───── RECORDED DATA ─────

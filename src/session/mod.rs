//! Indexing session: the explicit context of one run.
//!
//! A session owns the declaration cache, the error log and the oracle handle
//! for a project root. Scans run files through a bounded worker pool; cache
//! commits are serialized through an async mutex (and, across processes, the
//! cache's file lock).

use crate::cache::{CacheEntry, IndexCache, modified_unix};
use crate::config::Config;
use crate::error::{OracleError, RefmapError, Result, ValidationError};
use crate::error_log::{ErrorLog, ErrorRecord};
use crate::hierarchy::{HierarchyBuilder, HierarchyNode};
use crate::indexer::{
    DeclarationSource, EligibilityPolicy, FileWalker, ReferenceResolver, SourceFile,
    SymbolExtractor,
};
use crate::maps::MapStore;
use crate::oracle::{
    CommandOracle, Oracle, REFERENCES_QUERY, SYMBOLS_QUERY, reference_query_input,
};
use crate::paths;
use crate::types::{Declaration, FileOutcome, FileStatus, ScanReport, ScanRequest};
use async_trait::async_trait;
use futures::stream::{self, StreamExt};
use std::collections::HashMap;
use std::path::{Path, PathBuf};
use std::sync::Arc;
use std::time::Instant;
use tokio::sync::Mutex;
use tokio_util::sync::CancellationToken;

/// Context object for indexing one project
pub struct IndexingSession {
    config: Arc<Config>,
    root: PathBuf,
    oracle: Arc<dyn Oracle>,
    extractor: SymbolExtractor,
    policy: EligibilityPolicy,
    cache: Arc<Mutex<IndexCache>>,
    error_log: Arc<ErrorLog>,
}

impl IndexingSession {
    /// Open a session for `root` using the configured external oracle
    pub fn new(config: Config, root: impl AsRef<Path>) -> Result<Self> {
        let root = absolute_root(root.as_ref())?;
        let oracle = Arc::new(CommandOracle::from_config(&config.oracle, &root));
        Self::with_oracle(config, root, oracle)
    }

    /// Open a session with a custom oracle implementation
    pub fn with_oracle(
        config: Config,
        root: impl AsRef<Path>,
        oracle: Arc<dyn Oracle>,
    ) -> Result<Self> {
        config.validate()?;
        let root = absolute_root(root.as_ref())?;
        if !root.is_dir() {
            return Err(ValidationError::PathNotFound(root.display().to_string()).into());
        }

        let policy = EligibilityPolicy::from_config(&config.indexing)?;

        let cache_path = config.storage.cache_path(&root);
        let cache = IndexCache::load(&cache_path)?;
        let error_log = ErrorLog::load(&config.storage.error_log_path(&root));

        tracing::info!(
            "Opened session for {:?} ({} cached files, cache at {:?})",
            root,
            cache.len(),
            cache_path
        );

        Ok(Self {
            config: Arc::new(config),
            extractor: SymbolExtractor::new(oracle.clone()),
            oracle,
            policy,
            root,
            cache: Arc::new(Mutex::new(cache)),
            error_log: Arc::new(error_log),
        })
    }

    pub fn config(&self) -> &Config {
        &self.config
    }

    pub fn root(&self) -> &Path {
        &self.root
    }

    pub fn error_log(&self) -> &ErrorLog {
        &self.error_log
    }

    /// Snapshot of the cache as currently committed
    pub async fn cache(&self) -> IndexCache {
        self.cache.lock().await.clone()
    }

    /// Scan part or all of the project
    pub async fn scan(&self, request: ScanRequest) -> Result<ScanReport> {
        self.scan_with_cancellation(request, CancellationToken::new())
            .await
    }

    /// Scan, stopping before the next file once `cancel_token` fires
    pub async fn scan_with_cancellation(
        &self,
        request: ScanRequest,
        cancel_token: CancellationToken,
    ) -> Result<ScanReport> {
        let start = Instant::now();
        tracing::info!(
            "Starting scan of {} (references: {}, force: {})",
            request
                .target
                .as_ref()
                .map_or_else(|| self.root.display().to_string(), |t| t.display().to_string()),
            request.with_references,
            request.force
        );

        let files = self.collect_files(&request, &cancel_token).await?;
        let run = RunContext::new(self);

        let outcomes: Vec<Result<FileOutcome>> = stream::iter(files)
            .map(|file| {
                let run = &run;
                let request = &request;
                let cancel_token = &cancel_token;
                async move {
                    if cancel_token.is_cancelled() {
                        return Err(RefmapError::Cancelled);
                    }
                    self.index_file(file, request, run).await
                }
            })
            .buffer_unordered(self.config.indexing.workers)
            .collect()
            .await;

        let mut report = ScanReport::default();
        let mut fatal = None;
        for outcome in outcomes {
            match outcome {
                Ok(outcome) => report.absorb(outcome),
                Err(RefmapError::Cancelled) => {}
                Err(e) if e.is_fatal() => {
                    fatal.get_or_insert(e);
                }
                Err(e) => {
                    tracing::warn!("File failed: {}", e);
                    report.absorb(FileOutcome::new(FileStatus::Failed));
                }
            }
        }

        if let Err(e) = self.error_log.flush() {
            tracing::warn!("Failed to persist error log: {}", e);
        }

        if let Some(e) = fatal {
            return Err(e);
        }
        if cancel_token.is_cancelled() {
            tracing::info!(
                "Scan cancelled after {} indexed, {} skipped",
                report.indexed,
                report.skipped
            );
            return Err(RefmapError::Cancelled);
        }

        report.unused.sort();
        report.duration_ms = start.elapsed().as_millis() as u64;
        tracing::info!(
            "Scan complete: {} indexed, {} skipped, {} failed, {} references in {} ms",
            report.indexed,
            report.skipped,
            report.failed,
            report.references_resolved,
            report.duration_ms
        );
        Ok(report)
    }

    async fn collect_files(
        &self,
        request: &ScanRequest,
        cancel_token: &CancellationToken,
    ) -> Result<Vec<SourceFile>> {
        let walker = FileWalker::new(&self.root, self.policy.clone())
            .with_gitignore(self.config.indexing.respect_gitignore)
            .with_cancellation(cancel_token.clone());

        let start = match &request.target {
            None => None,
            Some(target) => {
                let target = if target.is_absolute() {
                    paths::normalize(target)
                } else {
                    paths::normalize(&self.root.join(target))
                };
                if !target.exists() {
                    return Err(ValidationError::PathNotFound(target.display().to_string()).into());
                }
                if paths::relative_to(&target, &self.root).is_none() {
                    return Err(ValidationError::OutsideRoot(target.display().to_string()).into());
                }
                if !target.is_dir() {
                    return Ok(vec![walker.check(&target)?]);
                }
                Some(walker.check_dir(&target)?)
            }
        };

        tokio::task::spawn_blocking(move || walker.walk(start.as_deref()))
            .await
            .map_err(|e| RefmapError::other(format!("File walk task failed: {}", e)))?
            .map_err(|e| match e.downcast::<RefmapError>() {
                Ok(err) => err,
                Err(e) => e.into(),
            })
    }

    async fn index_file(
        &self,
        file: SourceFile,
        request: &ScanRequest,
        run: &RunContext<'_>,
    ) -> Result<FileOutcome> {
        if !request.force
            && let Some(entry) = self.reusable_entry(&file, request.with_references).await
        {
            tracing::debug!("Skipping up-to-date {}", file.relative_path);
            run.remember(&file.path, Arc::new(entry.symbols));
            return Ok(FileOutcome::new(FileStatus::Skipped));
        }

        let mut declarations = match self.extractor.extract(&file.path).await {
            Ok(declarations) => declarations,
            Err(e) => {
                self.record(SYMBOLS_QUERY, &file.path.to_string_lossy(), &e);
                return Ok(FileOutcome::new(FileStatus::Failed));
            }
        };
        let own = Arc::new(declarations.clone());
        run.remember(&file.path, own.clone());

        let mut outcome = FileOutcome::new(FileStatus::Indexed);
        if request.with_references {
            let resolver = ReferenceResolver::new(self.oracle.as_ref(), run, &file.path, &own);
            for decl in declarations.iter_mut() {
                match resolver.resolve(decl).await {
                    Ok(resolution) => {
                        outcome.references_resolved += resolution.references.len();
                        outcome.unattributed_references += resolution.unattributed;
                        decl.attach_references(resolution.references);
                    }
                    Err(e) => {
                        self.record(
                            REFERENCES_QUERY,
                            &reference_query_input(&file.path, &decl.position),
                            &e,
                        );
                        decl.attach_references(Vec::new());
                    }
                }
                if decl.zero_references {
                    outcome
                        .unused
                        .push(format!("{}:{}", file.relative_path, decl.name));
                }
            }
        }

        let entry = CacheEntry::new(file.relative_path.clone(), file.mod_time, declarations)
            .with_references_scanned(request.with_references);
        self.cache.lock().await.commit(&file.file_name, entry)?;
        tracing::debug!("Indexed {}", file.relative_path);
        Ok(outcome)
    }

    /// Cached entry for `file` if it can stand in for a fresh extraction
    async fn reusable_entry(&self, file: &SourceFile, with_references: bool) -> Option<CacheEntry> {
        let cache = self.cache.lock().await;
        cache
            .fresh(&file.file_name, file.mod_time)
            .filter(|entry| entry.path == file.relative_path)
            .filter(|entry| !with_references || entry.references_scanned)
            .cloned()
    }

    fn record(&self, query: &str, input: &str, err: &OracleError) {
        self.error_log
            .append(ErrorRecord::from_oracle(query, input, err));
    }

    /// Declarations of a referencing file, from the cache or freshly extracted
    ///
    /// Fresh extractions of eligible project files are committed without
    /// references. A failed commit only loses the cache entry.
    async fn lazy_declarations(&self, path: &Path) -> Result<Vec<Declaration>> {
        let mod_time = modified_unix(path)?;
        let relative = paths::relative_to(path, &self.root);
        let file_name = paths::file_name(&path.to_string_lossy()).to_string();

        if let Some(relative) = &relative {
            let cache = self.cache.lock().await;
            if let Some(entry) = cache
                .fresh(&file_name, mod_time)
                .filter(|entry| &entry.path == relative)
            {
                return Ok(entry.symbols.clone());
            }
        }

        tracing::debug!("Lazily indexing referencing file {:?}", path);
        let declarations = match self.extractor.extract(path).await {
            Ok(declarations) => declarations,
            Err(e) => {
                self.record(SYMBOLS_QUERY, &path.to_string_lossy(), &e);
                return Err(e.into());
            }
        };

        let Some(relative) = relative.filter(|r| self.policy.is_eligible(r)) else {
            return Ok(declarations);
        };

        let mut cache = self.cache.lock().await;
        // Keep entries committed meanwhile and entries of same-named files elsewhere
        let occupied = cache
            .get(&file_name)
            .is_some_and(|entry| entry.path != relative || entry.mod_time == mod_time);
        if !occupied
            && let Err(e) = cache.commit(
                &file_name,
                CacheEntry::new(relative, mod_time, declarations.clone()),
            )
        {
            tracing::warn!("Failed to cache declarations of {:?}: {}", path, e);
        }
        Ok(declarations)
    }

    /// Hierarchy of everything in the cache
    pub async fn hierarchy(&self) -> HierarchyNode {
        let root_name = self.config.graph.root_name.clone().unwrap_or_else(|| {
            self.root
                .file_name()
                .map(|n| n.to_string_lossy().into_owned())
                .unwrap_or_default()
        });

        let cache = self.cache.lock().await;
        HierarchyBuilder::new(root_name)
            .with_policy(self.config.graph.zero_references)
            .with_project_root(&self.root)
            .from_cache(&cache)
    }

    pub fn maps(&self) -> MapStore {
        MapStore::new(self.config.storage.maps_dir(&self.root))
    }

    /// Snapshot the current hierarchy as map `name`
    pub async fn create_map(&self, name: &str) -> Result<PathBuf> {
        MapStore::validate_name(name)?;
        let root = self.hierarchy().await;
        self.maps().create(name, &root)
    }

    /// Drop cache entries whose file no longer exists
    pub async fn prune_cache(&self) -> Result<usize> {
        Ok(self.cache.lock().await.prune_missing(&self.root)?)
    }

    /// Forget all recorded oracle failures
    pub fn clear_errors(&self) -> Result<()> {
        self.error_log.clear();
        self.error_log.flush()?;
        Ok(())
    }
}

fn absolute_root(root: &Path) -> Result<PathBuf> {
    let root = if root.is_absolute() {
        root.to_path_buf()
    } else {
        std::env::current_dir()?.join(root)
    };
    Ok(paths::normalize(&root))
}

/// Per-scan state shared by all workers
struct RunContext<'a> {
    session: &'a IndexingSession,
    /// Declarations already known this run, by absolute path
    known: std::sync::Mutex<HashMap<PathBuf, Arc<Vec<Declaration>>>>,
}

impl<'a> RunContext<'a> {
    fn new(session: &'a IndexingSession) -> Self {
        Self {
            session,
            known: std::sync::Mutex::new(HashMap::new()),
        }
    }

    fn remember(&self, path: &Path, declarations: Arc<Vec<Declaration>>) {
        self.known
            .lock()
            .unwrap_or_else(|e| e.into_inner())
            .insert(paths::normalize(path), declarations);
    }

    fn lookup(&self, path: &Path) -> Option<Arc<Vec<Declaration>>> {
        self.known
            .lock()
            .unwrap_or_else(|e| e.into_inner())
            .get(path)
            .cloned()
    }
}

#[async_trait]
impl DeclarationSource for RunContext<'_> {
    async fn declarations_for(&self, path: &Path) -> Result<Arc<Vec<Declaration>>> {
        let path = paths::normalize(path);
        if let Some(known) = self.lookup(&path) {
            return Ok(known);
        }

        match self.session.lazy_declarations(&path).await {
            Ok(declarations) => {
                let declarations = Arc::new(declarations);
                self.remember(&path, declarations.clone());
                Ok(declarations)
            }
            Err(e) => {
                // Later use sites in the same file fall through to attribution
                // failures instead of repeating the oracle call
                if matches!(e, RefmapError::Oracle(_)) {
                    self.remember(&path, Arc::new(Vec::new()));
                }
                Err(e)
            }
        }
    }
}

#[cfg(test)]
mod tests;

─────

*WHAT TO PRODUCE*
In the entries above, find lines with "HierarchyBuilder" and copy each.

*REPLY TO THE TASK*
use crate::hierarchy::{HierarchyBuilder, HierarchyNode};
        HierarchyBuilder::new(root_name)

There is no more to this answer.